The development of ‘seed-aware’ methods is ongoing work (see the Roadmap), and for now only a few methods and seed-types have a ‘seed-aware’ method.

An extensive set of benchmarks is under development at http://peterhickey.org/BenchmarkingDelayedMatrixStats/.

5 Delayed operations

A key feature of a DelayedArray is the ability to register ‘delayed operations’. For example, let’s compute sin(dm_matrix):

system.time(sin_dm_matrix <- sin(dm_matrix))
#>    user  system elapsed 
#>       0       0       0

This instantaneous because the operation is not actually performed, rather it is registered and only performed when the object is realized. All methods in DelayedMatrixStats will correctly realise these delayed operations before computing the final result. For example, let’s compute
colSums2(sin_dm_matrix) and compare check we get the correct answer:

all.equal(colSums2(sin_dm_matrix), colSums(sin(as.matrix(dm_matrix))))
#> [1] TRUE

6 Roadmap

The initial version of DelayedMatrixStats provides complete coverage of the matrixStats column-wise and row-wise API⁴, allowing package developers to use these functions with DelayedMatrix objects as well as with ordinary matrix objects. This should simplify package development and assist authors to support to their software for large datasets stored in disk-backed data structures such as HDF5Array. Such large datasets are increasingly common with the rise of single-cell genomics.

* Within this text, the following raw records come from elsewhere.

use axum::{
    async_trait,
    extract::{FromRef, FromRequestParts, Request, State},
    http::{header::AUTHORIZATION, request::Parts, HeaderMap},
    middleware::Next,
    response::Response,
};
use axum_extra::extract::cookie::CookieJar;
use tracing::warn;
use uuid::Uuid;

use super::{
    claims::Role,
    jwt::{JwtKeys, TOKEN_COOKIE},
};
use crate::{error::ApiError, state::AppState};

pub const NO_TOKEN: &str = "Unauthorized: No token provided";
pub const INVALID_TOKEN: &str = "Unauthorized: Invalid token";

/// Authenticated subject attached to the request by `require_identity`.
#[derive(Debug, Clone, Copy, PartialEq, Eq)]
pub struct Identity {
    pub user_id: Uuid,
    pub role: Role,
}

impl Identity {
    pub fn is_admin(&self) -> bool {
        self.role == Role::Admin
    }
}

/// Bearer header first, `token` cookie second.
pub fn extract_token(headers: &HeaderMap) -> Option<String> {
    let from_header = headers
        .get(AUTHORIZATION)
        .and_then(|v| v.to_str().ok())
        .and_then(|v| v.strip_prefix("Bearer ").or_else(|| v.strip_prefix("bearer ")))
        .map(str::trim)
        .filter(|t| !t.is_empty())
        .map(str::to_string);

    from_header.or_else(|| {
        CookieJar::from_headers(headers)
            .get(TOKEN_COOKIE)
            .map(|c| c.value().to_string())
            .filter(|t| !t.is_empty())
    })
}

pub async fn require_identity(
    State(state): State<AppState>,
    mut req: Request,
    next: Next,
) -> Result<Response, ApiError> {
    let token = extract_token(req.headers()).ok_or_else(|| {
        warn!(uri = %req.uri(), "request without token");
        ApiError::Unauthorized(NO_TOKEN)
    })?;

    let keys = JwtKeys::from_ref(&state);
    let claims = keys.verify(&token).map_err(|e| {
        warn!(error = %e, uri = %req.uri(), "token verification failed");
        ApiError::Unauthorized(INVALID_TOKEN)
    })?;

    req.extensions_mut().insert(Identity {
        user_id: claims.sub,
        role: claims.role,
    });
    Ok(next.run(req).await)
}

#[async_trait]
impl<S> FromRequestParts<S> for Identity
where
    S: Send + Sync,
{
    type Rejection = ApiError;

    async fn from_request_parts(parts: &mut Parts, _state: &S) -> Result<Self, Self::Rejection> {
        parts
            .extensions
            .get::<Identity>()
            .copied()
            .ok_or(ApiError::Unauthorized(NO_TOKEN))
    }
}
//! Reference items a user bookmarks: diseases, pregnancy weeks and baby names.
//! Every query is scoped by the caller's id.

mod baby_names;
mod diseases;
mod weeks;

use serde_json::Value;

pub use baby_names::router as baby_names_router;
pub use diseases::router as diseases_router;
pub use weeks::router as weeks_router;

/// Accepts identifiers sent either as JSON strings or numbers.
fn text_id(value: Option<&Value>) -> Option<String> {
    match value? {
        Value::String(s) if !s.trim().is_empty() => Some(s.trim().to_string()),
        Value::Number(n) => Some(n.to_string()),
        _ => None,
    }
}
use lazy_static::lazy_static;
use regex::Regex;

use super::dto::{LoginRequest, SignupRequest};
use crate::error::ApiError;

pub const PHONE_LEN: usize = 11;
pub const MIN_EMAIL_LEN: usize = 10;
pub const MIN_PASSWORD_LEN: usize = 6;
pub const MIN_NAME_LEN: usize = 3;

pub(crate) fn is_valid_email(email: &str) -> bool {
    lazy_static! {
        static ref EMAIL_RE: Regex = Regex::new(r"^[^@\s]+@[^@\s]+\.[^@\s]+$").unwrap();
    }
    EMAIL_RE.is_match(email)
}

pub struct ValidSignup {
    pub name: String,
    pub phone: String,
    pub email: String,
    pub password: String,
}

pub struct ValidLogin {
    pub identifier: String,
    pub password: String,
}

fn required(value: Option<String>, message: &str) -> Result<String, ApiError> {
    value
        .filter(|v| !v.is_empty())
        .ok_or_else(|| ApiError::bad_request(message))
}

pub fn validate_signup(req: SignupRequest) -> Result<ValidSignup, ApiError> {
    let name = required(req.name, "Name is required")?;
    let phone = required(req.phone, "Phone is required")?;
    let email = required(req.email, "Email is required")?;
    let password = required(req.password, "Password is required")?;

    if phone.chars().count() != PHONE_LEN {
        return Err(ApiError::bad_request("Phone number must be 11 digits"));
    }
    if email.chars().count() < MIN_EMAIL_LEN {
        return Err(ApiError::bad_request("Email must be at least 10 characters"));
    }
    if !is_valid_email(&email) {
        return Err(ApiError::bad_request("Invalid email"));
    }
    if password.chars().count() < MIN_PASSWORD_LEN {
        return Err(ApiError::bad_request("Password must be at least 6 characters"));
    }
    if name.chars().count() < MIN_NAME_LEN {
        return Err(ApiError::bad_request("Name must be at least 3 characters"));
    }

    Ok(ValidSignup {
        name,
        phone,
        email,
        password,
    })
}

pub fn validate_login(req: LoginRequest) -> Result<ValidLogin, ApiError> {
    let identifier = required(req.identifier, "Email or Phone is required")?;
    let password = required(req.password, "Password is required")?;
    if password.chars().count() < MIN_PASSWORD_LEN {
        return Err(ApiError::bad_request("Password must be at least 6 characters"));
    }
    Ok(ValidLogin {
        identifier,
        password,
    })
}

#[cfg(test)]
mod tests {
    use super::*;

    fn jane() -> SignupRequest {
        SignupRequest {
            name: Some("Jane Doe".into()),
            phone: Some("12345678901".into()),
            email: Some("jane@example.com".into()),
            password: Some("secret1".into()),
        }
    }

    fn message(err: ApiError) -> String {
        err.to_string()
    }

    #[test]
    fn accepts_well_formed_signup() {
        let ok = validate_signup(jane()).unwrap();
        assert_eq!(ok.phone, "12345678901");
    }

    #[test]
    fn rejects_each_bad_signup_field() {
        let mut req = jane();
        req.name = None;
        assert_eq!(message(validate_signup(req).err().unwrap()), "Name is required");

        let mut req = jane();
        req.phone = Some("123".into());
        assert_eq!(
            message(validate_signup(req).err().unwrap()),
            "Phone number must be 11 digits"
        );

        let mut req = jane();
        req.email = Some("a@b.co".into());
        assert_eq!(
            message(validate_signup(req).err().unwrap()),
            "Email must be at least 10 characters"
        );

        let mut req = jane();
        req.email = Some("not-an-email-address".into());
        assert_eq!(message(validate_signup(req).err().unwrap()), "Invalid email");

        let mut req = jane();
        req.password = Some("12345".into());
        assert_eq!(
            message(validate_signup(req).err().unwrap()),
            "Password must be at least 6 characters"
        );

        let mut req = jane();
        req.name = Some("Jo".into());
        assert_eq!(
            message(validate_signup(req).err().unwrap()),
            "Name must be at least 3 characters"
        );
    }

    #[test]
    fn login_requires_identifier_and_password() {
        let err = validate_login(LoginRequest::default()).err().unwrap();
        assert_eq!(message(err), "Email or Phone is required");

        let err = validate_login(LoginRequest {
            identifier: Some("jane@example.com".into()),
            password: None,
        })
        .err()
        .unwrap();
        assert_eq!(message(err), "Password is required");
    }

    #[test]
    fn email_regex() {
        assert!(is_valid_email("jane@example.com"));
        assert!(!is_valid_email("jane@example"));
        assert!(!is_valid_email("jane doe@example.com"));
    }
}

Future releases of DelayedMatrixStats will improve the performance of these methods, specifically by developing additional ‘seed-aware’ methods. The plan is to prioritise commonly used methods (e.g.,
colMeans2()/rowMeans2(), colSums2()/rowSums2(), etc.) and the development of ‘seed-aware’ methods for the HDF5Matrix class. To do so, we will leverage the beachmat package. Proof-of-concept code has shown that this can greatly increase the performance when analysing such disk-backed data.

Importantly, all package developers using methods from DelayedMatrixStats will immediately gain from performance improvements to these low-level routines. By using DelayedMatrixStats, package developers will be able to focus on higher level programming tasks and address important scientific questions and technological challenges in high-throughput biology.